Publié le 25.01.2022

La Food and Drug Administration (FDA) a accepté en juin 2021 l’Aducanumab de la société Biogen comme médicament contre la maladie d’Alzheimer. Une décision provisoire: Biogen doit soumettre des résultats d’études cliniques définitifs d’ici à 2030.
L’Aducanumab est, comme d’autres substances similaires, un anticorps monoclonal dirigé contre des agrégats d’amyloïde cérébraux observés en cas d’Alzheimer. Le fait qu’il peut les faire quasiment disparaître a suscité beaucoup d’espoir pour le traitement de cette maladie terrible. Plusieurs essais cliniques ont cependant été abandonnés à cause de résultats cliniques négatifs et même Biogen avait annoncé des résultats ­décevants. Une reconsidération des résultats de deux études avec des doses d’Aducanumab élevées a poussé Biogen à soumettre la substance à autorisation par la FDA, même si les résultats étaient toujours négatifs dans l’une des études. L’autre étude montrait une amélioration statistiquement significative de différents paramètres neuropsychologiques. Selon une commission d’experts scientifiques chargée par la FDA, ces résultats étaient cependant cliniquement ­négligeables. Contre l’avis unanime de la commission (moins une abstention), la FDA a quand même donné le feu vert à cette substance.
Cette décision est également contestée par d’autres ­auteurs dans plusieurs éditoriaux de journaux prestigieux.
La FDA reconnaît que l’effet clinique n’est pas très convaincant. Impressionnée par la disparition spectaculaire et quasi complète des corps d’amyloïde, elle a pris sa décision sur ce marqueur de substitution (surrogate). Or, l’hypothèse que les dépôts d’amyloïde soient l’élément pathogène dans le progrès de la démence n’est pas définitivement prouvée. De plus, accepter un médicament uniquement sur un surrogate est risqué comme le montrait par exemple l’utilisation du fluor dans l’ostéoporose, basée sur l’amélioration de la densité osseuse. La FDA n’a certes pas accepté définitivement l’Aducanumab, mais le temps qu’elle laisse à Biogen pour prouver l’efficacité clinique, soit jusqu’à 2030, semble très long.
La FDA a d’abord autorisé le médicament pour «la maladie d’Alzheimer»; or, les essais cliniques incluaient uniquement des patients atteints d’un état précoce de démence. Pas étonnant que l’action de Biogen ait grimpé de 40% après l’annonce de la FDA.
Le prix d’un traitement annuel défini par Biogen a été fixé à 56 000 dollars, sans compter les investigations ­préalables nécessaires pour le diagnostic précis, ni les PET-scan et IRM indispensables durant le traitement à cause des risques de microhémorragies.
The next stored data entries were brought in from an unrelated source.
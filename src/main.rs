//! Stepwright - declarative web-UI test runner.
//!
//! Main entry point: loads configuration, then either runs a JSON test case
//! or autonomously explores a site.

mod cli;

use std::path::PathBuf;
use std::sync::Arc;

use anyhow::{bail, Context};
use clap::Parser;
use tracing::{info, warn};
use tracing_subscriber::{fmt, layer::SubscriberExt, util::SubscriberInitExt, EnvFilter};

use stepwright_browser::Browser;
use stepwright_classify::SentimentClassifier;
use stepwright_config::{Config, ConfigLoader};
use stepwright_core::driver::SessionProvider;
use stepwright_core::{LeadData, Runner, TestCase, VariableMap};
use stepwright_explore::{ExplorationState, Explorer};

use crate::cli::{Cli, Commands};

#[tokio::main]
async fn main() -> anyhow::Result<()> {
    init_tracing();

    let cli = Cli::parse();
    let mut config = ConfigLoader::load(&cli.config)
        .with_context(|| format!("loading config from {}", cli.config.display()))?;

    match cli.command {
        Commands::Run {
            test_case,
            var,
            keep_open,
            generate_lead,
        } => {
            config.validate()?;
            run_test_case(config, test_case, var, keep_open, generate_lead).await
        }
        Commands::Explore {
            url,
            max_depth,
            headless,
        } => {
            if let Some(depth) = max_depth {
                config.max_depth = depth;
            }
            if headless {
                config.headless = true;
            }
            config.validate()?;
            explore_site(config, url).await
        }
    }
}

fn init_tracing() {
    tracing_subscriber::registry()
        .with(fmt::layer())
        .with(EnvFilter::try_from_default_env().unwrap_or_else(|_| EnvFilter::new("info")))
        .init();
}

async fn run_test_case(
    config: Config,
    test_case: PathBuf,
    var: Vec<String>,
    keep_open: bool,
    generate_lead: bool,
) -> anyhow::Result<()> {
    let case = TestCase::from_path(&test_case)
        .with_context(|| format!("loading test case from {}", test_case.display()))?;

    let mut variables = parse_vars(&var)?;
    if generate_lead {
        let lead = LeadData::generate(&mut rand::thread_rng());
        info!("Generated lead: {} {}", lead.first_name, lead.last_name);
        for (key, value) in lead.into_vars() {
            // Explicit --var values win over generated ones.
            variables.entry(key).or_insert(value);
        }
    }

    let config = Arc::new(config);
    let session = Arc::new(Browser::new(&config));
    let mut runner = Runner::new(config, session)?;

    runner.run(&case, &variables, !keep_open).await?;
    info!("Test case completed successfully");
    Ok(())
}

async fn explore_site(config: Config, url: String) -> anyhow::Result<()> {
    let browser = Browser::new(&config);
    let classifier = SentimentClassifier::new(
        config.ai_model.clone(),
        config.classifier_endpoint.clone(),
    );

    info!("Starting test exploration of {}", url);
    let page = browser.open().await?;
    let explorer = Explorer::new(page.as_ref(), &classifier, &config);
    let mut state = ExplorationState::new(config.max_depth);

    let result = explorer.explore(url, &mut state).await;
    info!("Visited {} pages", state.visited().len());

    // Teardown happens before the walk result is surfaced.
    if let Err(e) = browser.close().await {
        warn!("Error closing browser: {}", e);
    }

    result?;
    info!("Exploration completed successfully");
    Ok(())
}

fn parse_vars(pairs: &[String]) -> anyhow::Result<VariableMap> {
    let mut vars = VariableMap::new();
    for pair in pairs {
        match pair.split_once('=') {
            Some((key, value)) if !key.is_empty() => {
                vars.insert(key.to_string(), value.to_string());
            }
            _ => bail!("invalid variable '{}', expected KEY=VALUE", pair),
        }
    }
    Ok(vars)
}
En effet, environ 40% des patients traités ont montré des signes d’hypertension intracrânienne et seulement un peu plus de la moitié a terminé les essais cliniques.
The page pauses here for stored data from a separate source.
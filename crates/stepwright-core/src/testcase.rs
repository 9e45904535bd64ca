//! Test-case model: an ordered list of browser steps loaded from JSON.

use std::collections::HashSet;
use std::path::Path;

use serde::{Deserialize, Deserializer};
use thiserror::Error;

/// Errors raised while loading a test case.
#[derive(Debug, Error)]
pub enum LoadError {
    #[error("IO error reading test case: {0}")]
    Io(#[from] std::io::Error),

    #[error("Invalid test case JSON: {0}")]
    Json(#[from] serde_json::Error),

    #[error("Duplicate step id '{id}'")]
    DuplicateStepId { id: String },

    #[error("Invalid step '{id}': {reason}")]
    InvalidStep { id: String, reason: String },
}

/// One named test case. Immutable once loaded.
#[derive(Debug, Clone, Deserialize)]
pub struct TestCase {
    pub name: String,
    pub steps: Vec<Step>,
}

impl TestCase {
    /// Load and validate a test case from a JSON file.
    pub fn from_path(path: &Path) -> Result<Self, LoadError> {
        let content = std::fs::read_to_string(path)?;
        Self::from_str(&content)
    }

    /// Load and validate a test case from a JSON string.
    #[allow(clippy::should_implement_trait)]
    pub fn from_str(content: &str) -> Result<Self, LoadError> {
        let case: TestCase = serde_json::from_str(content)?;
        case.validate()?;
        Ok(case)
    }

    /// Reject malformed cases at load time rather than deep inside dispatch:
    /// duplicate step ids and `wait` steps with nothing to wait on.
    fn validate(&self) -> Result<(), LoadError> {
        let mut seen = HashSet::new();
        for step in &self.steps {
            if !seen.insert(step.id.as_str()) {
                return Err(LoadError::DuplicateStepId {
                    id: step.id.clone(),
                });
            }
            if let StepAction::Wait {
                selector: None,
                time_ms: None,
            } = step.action
            {
                return Err(LoadError::InvalidStep {
                    id: step.id.clone(),
                    reason: "wait step needs a selector or a time_ms duration".to_string(),
                });
            }
        }
        Ok(())
    }
}

/// One atomic browser action within a test case.
#[derive(Debug, Clone, Deserialize)]
pub struct Step {
    /// Unique within the test case; used in logs and error reports.
    #[serde(deserialize_with = "id_from_value")]
    pub id: String,

    #[serde(default)]
    pub description: Option<String>,

    /// Whether a failure after retries is swallowed rather than propagated.
    #[serde(default)]
    pub optional: bool,

    #[serde(flatten)]
    pub action: StepAction,
}

impl Step {
    /// Human-readable label for reports: the description when present,
    /// otherwise the action name.
    pub fn label(&self) -> String {
        self.description
            .clone()
            .unwrap_or_else(|| self.action.name().to_string())
    }
}

/// The action a step performs, with only the fields that action needs.
#[derive(Debug, Clone, Deserialize)]
#[serde(tag = "action", rename_all = "snake_case")]
pub enum StepAction {
    Navigate {
        url: String,
    },
    Click {
        selector: String,
    },
    Type {
        selector: String,
        value: String,
    },
    Wait {
        #[serde(default)]
        selector: Option<String>,
        #[serde(default)]
        time_ms: Option<u64>,
    },
    GetUrl {
        #[serde(default)]
        save_to_file: Option<String>,
    },
}

impl StepAction {
    pub fn name(&self) -> &'static str {
        match self {
            StepAction::Navigate { .. } => "navigate",
            StepAction::Click { .. } => "click",
            StepAction::Type { .. } => "type",
            StepAction::Wait { .. } => "wait",
            StepAction::GetUrl { .. } => "get_url",
        }
    }
}

/// Accept both `"id": "login"` and the common `"id": 1` shorthand.
fn id_from_value<'de, D>(deserializer: D) -> Result<String, D::Error>
where
    D: Deserializer<'de>,
{
    #[derive(Deserialize)]
    #[serde(untagged)]
    enum IdRepr {
        Text(String),
        Number(i64),
    }

    Ok(match IdRepr::deserialize(deserializer)? {
        IdRepr::Text(s) => s,
        IdRepr::Number(n) => n.to_string(),
    })
}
Dernièrement, Biogen a été contrainte de diminuer le prix du traitement, ce qui a fait chuter les actions.
Pourquoi donc la FDA a-t-elle autorisé l’Aducanumab? S’est-elle laissé influencer par des lobbies d’Alzheimer très puissants ou, pire encore, a-t-elle agi de connivence avec Biogen? Ces interrogations apportent de l’eau au moulin des complotistes qui suspectent une conspiration entre l’industrie et les autorités lors de chaque autorisation de médicament (ou vaccin!).
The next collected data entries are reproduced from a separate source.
//! Sample lead data for form-filling test cases.

use rand::Rng;

use crate::vars::VariableMap;

const FIRST_NAMES: &[&str] = &[
    "James", "Mary", "John", "Patricia", "Robert", "Jennifer", "Michael", "Linda", "David",
    "Elizabeth", "William", "Barbara", "Richard", "Susan", "Joseph", "Jessica", "Thomas", "Sarah",
    "Charles", "Karen",
];

const LAST_NAMES: &[&str] = &[
    "Smith", "Johnson", "Williams", "Brown", "Jones", "Garcia", "Miller", "Davis", "Rodriguez",
    "Martinez", "Hernandez", "Lopez", "Gonzalez", "Wilson", "Anderson", "Thomas", "Taylor",
    "Moore", "Jackson", "Martin",
];

/// A generated lead: name, email, and a US-format phone number.
#[derive(Debug, Clone, PartialEq, Eq)]
pub struct LeadData {
    pub first_name: String,
    pub last_name: String,
    pub email: String,
    pub phone: String,
}

impl LeadData {
    pub fn generate<R: Rng + ?Sized>(rng: &mut R) -> Self {
        let first_name = FIRST_NAMES[rng.gen_range(0..FIRST_NAMES.len())].to_string();
        let last_name = LAST_NAMES[rng.gen_range(0..LAST_NAMES.len())].to_string();
        let email = format!(
            "{}.{}{}@example.com",
            first_name.to_lowercase(),
            last_name.to_lowercase(),
            rng.gen_range(1..1000)
        );
        let phone = Self::generate_phone(rng);
        Self {
            first_name,
            last_name,
            email,
            phone,
        }
    }

    /// `(XXX) XXX-XXXX` with area code and prefix in the valid 200-999 range.
    fn generate_phone<R: Rng + ?Sized>(rng: &mut R) -> String {
        let area_code = rng.gen_range(200..=999);
        let prefix = rng.gen_range(200..=999);
        let line = rng.gen_range(1000..=9999);
        format!("({}) {}-{}", area_code, prefix, line)
    }

    /// Variable map entries matching the placeholders used by lead-creation
    /// test cases.
    pub fn into_vars(self) -> VariableMap {
        VariableMap::from([
            ("FIRST_NAME".to_string(), self.first_name),
            ("LAST_NAME".to_string(), self.last_name),
            ("EMAIL".to_string(), self.email),
            ("PHONE".to_string(), self.phone),
        ])
    }
}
Cette décision de la FDA pose aussi des questions éthiques importantes. Devons-nous vraiment soumettre nos patients atteints de démence à des investigations lourdes et des traitements pénibles avec des ­­effets secondaires considérables et un effet clinique douteux qui, de plus, risquent de prolonger la souffrance sans changer l’issue fatale? Qu’en est-il du consentement éclairé chez les patients avec démence?
Heureusement que l’Agence des médicaments de l’Union européenne (EMA) n’a pas suivi la décision mal­encontreuse de la FDA et a refusé d’autoriser l’Aducanumab. Espérons que Swissmedic suivra l’EMA dans ce sens afin de ne pas donner de faux espoirs à nos ­patients atteints de maladie d’Alzheimer et à leurs familles.